Disney has restructured much of its entertainment business to focus on feeding its streaming operation. It could be that management is only moving deck chairs around the Titanic. Wall Street has shaved Disney’s stock price by 13% in 2020. Its former chief executive officer, Bob Iger, considered one of the preeminent leaders in American business, has largely retired. Disney has a dividend that was not a primary reason to own the stock in the past. Now, it is.

Disney’s market capitalization has eroded to $225 billion. Much smaller, based on revenue, Netflix Inc. (NASDAQ: NFLX) is the streaming industry leader and has a market cap of $238 billion. Its shares have risen 67%. Investors like its business model, and it has 195 million streaming subscribers to Disney’s 100 million. Netflix does not have the legacy cost of big theme parks with tens of thousands of workers and large movie and TV production facilities. Netflix does produce its own movies, but it hires out most of the work to independent producers.

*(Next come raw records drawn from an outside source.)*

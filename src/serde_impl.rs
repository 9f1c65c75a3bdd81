//! Portable structural encoding of the model.
//!
//! The interchange schema is a tree with four keys: `Owner` and `Group`
//! (strings, omitted when absent), and `Aces`/`Saces` (maps from identity to
//! the ordered list of verbatim clause strings). Unlike descriptor parsing,
//! decoding is strict: a schema mismatch, an unknown key, a malformed
//! embedded clause or an entry filed under the wrong identity is a hard
//! failure, because the encoding is supposed to round-trip losslessly.

use core::fmt;
use core::str::FromStr;
use std::collections::BTreeMap;

use serde::de;
use serde::ser::SerializeStruct;
use serde::{Deserialize, Deserializer, Serialize, Serializer};
use thiserror::Error;

use crate::{AceBuckets, AceToken, SecurityDescriptor};

/// Failure to encode or decode the portable descriptor encoding.
///
/// This is the one error class in the crate that aborts an operation instead
/// of degrading: a model that cannot round-trip is worse than no model.
#[derive(Debug, Error)]
#[error("portable descriptor encoding is invalid")]
pub struct EncodingError(#[from] serde_json::Error);

impl Serialize for AceToken {
    #[inline]
    fn serialize<S>(&self, serializer: S) -> Result<S::Ok, S::Error>
    where
        S: Serializer,
    {
        serializer.collect_str(self)
    }
}

impl<'de> Deserialize<'de> for AceToken {
    #[inline]
    fn deserialize<D>(deserializer: D) -> Result<Self, D::Error>
    where
        D: Deserializer<'de>,
    {
        struct TokenVisitor;

        impl de::Visitor<'_> for TokenVisitor {
            type Value = AceToken;

            fn expecting(&self, f: &mut fmt::Formatter) -> fmt::Result {
                f.write_str("a parenthesized six-field ACE clause")
            }

            fn visit_str<E>(self, v: &str) -> Result<Self::Value, E>
            where
                E: de::Error,
            {
                AceToken::from_str(v).map_err(|_| E::invalid_value(de::Unexpected::Str(v), &self))
            }
        }

        deserializer.deserialize_str(TokenVisitor)
    }
}

struct Entries<'a>(&'a AceBuckets);

impl Serialize for Entries<'_> {
    fn serialize<S>(&self, serializer: S) -> Result<S::Ok, S::Error>
    where
        S: Serializer,
    {
        serializer.collect_map(self.0.iter())
    }
}

impl Serialize for SecurityDescriptor {
    fn serialize<S>(&self, serializer: S) -> Result<S::Ok, S::Error>
    where
        S: Serializer,
    {
        let fields = 2 + usize::from(self.owner.is_some()) + usize::from(self.group.is_some());
        let mut state = serializer.serialize_struct("SecurityDescriptor", fields)?;
        match self.owner.as_deref() {
            Some(owner) => state.serialize_field("Owner", owner)?,
            None => state.skip_field("Owner")?,
        }
        match self.group.as_deref() {
            Some(group) => state.serialize_field("Group", group)?,
            None => state.skip_field("Group")?,
        }
        state.serialize_field("Aces", &Entries(&self.dacl))?;
        state.serialize_field("Saces", &Entries(&self.sacl))?;
        state.end()
    }
}

#[derive(Deserialize)]
#[serde(deny_unknown_fields)]
struct PortableDescriptor {
    #[serde(rename = "Owner", default)]
    owner: Option<String>,
    #[serde(rename = "Group", default)]
    group: Option<String>,
    #[serde(rename = "Aces", default)]
    aces: BTreeMap<String, Vec<AceToken>>,
    #[serde(rename = "Saces", default)]
    saces: BTreeMap<String, Vec<AceToken>>,
}

impl<'de> Deserialize<'de> for SecurityDescriptor {
    fn deserialize<D>(deserializer: D) -> Result<Self, D::Error>
    where
        D: Deserializer<'de>,
    {
        let portable = PortableDescriptor::deserialize(deserializer)?;
        Ok(Self {
            owner: portable.owner.filter(|owner| !owner.is_empty()),
            group: portable.group.filter(|group| !group.is_empty()),
            dacl: rebuild::<D>(portable.aces)?,
            sacl: rebuild::<D>(portable.saces)?,
        })
    }
}

/// Bucket keys are a derived index; re-derive them from each entry and treat
/// a disagreement as a schema violation.
fn rebuild<'de, D>(entries: BTreeMap<String, Vec<AceToken>>) -> Result<AceBuckets, D::Error>
where
    D: Deserializer<'de>,
{
    let mut buckets = AceBuckets::new();
    for (identity, tokens) in entries {
        for token in tokens {
            if token.identity() != identity {
                return Err(de::Error::custom(format!(
                    "entry `{}` is filed under `{identity}` but names `{}`",
                    token.raw(),
                    token.identity()
                )));
            }
            buckets.push(token);
        }
    }
    Ok(buckets)
}

impl SecurityDescriptor {
    /// Encodes the model as pretty-printed JSON in the portable schema.
    ///
    /// # Errors
    /// An [`EncodingError`] if serialization fails.
    #[inline]
    pub fn to_json(&self) -> Result<String, EncodingError> {
        Ok(serde_json::to_string_pretty(self)?)
    }

    /// Decodes a model from the portable JSON schema.
    ///
    /// # Errors
    /// An [`EncodingError`] on any schema mismatch; this is a hard failure,
    /// never a silent degradation.
    #[inline]
    pub fn from_json(text: &str) -> Result<Self, EncodingError> {
        Ok(serde_json::from_str(text)?)
    }
}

Disney’s market cap would be smaller if it were not for those 100 million streaming subscribers. These customers subscribe to Disney+, Hulu and ESPN+. The largest, Disney+, would not exist if not for decades of Disney legacy movie and TV work. Add to that the billions of dollars of mergers and acquisitions that have loaded onto Disney’s balance sheet. Disney+ programs come from Disney’s movie library, National Geographic, Pixar, Marvel and Star Wars. Disney bought Pixar for $7.4 billion in 2006. It paid $4.0 billion for Marvel in 2009. It bought Lucasfilm, the parent of Star Wars, for $4.0 billion in 2012.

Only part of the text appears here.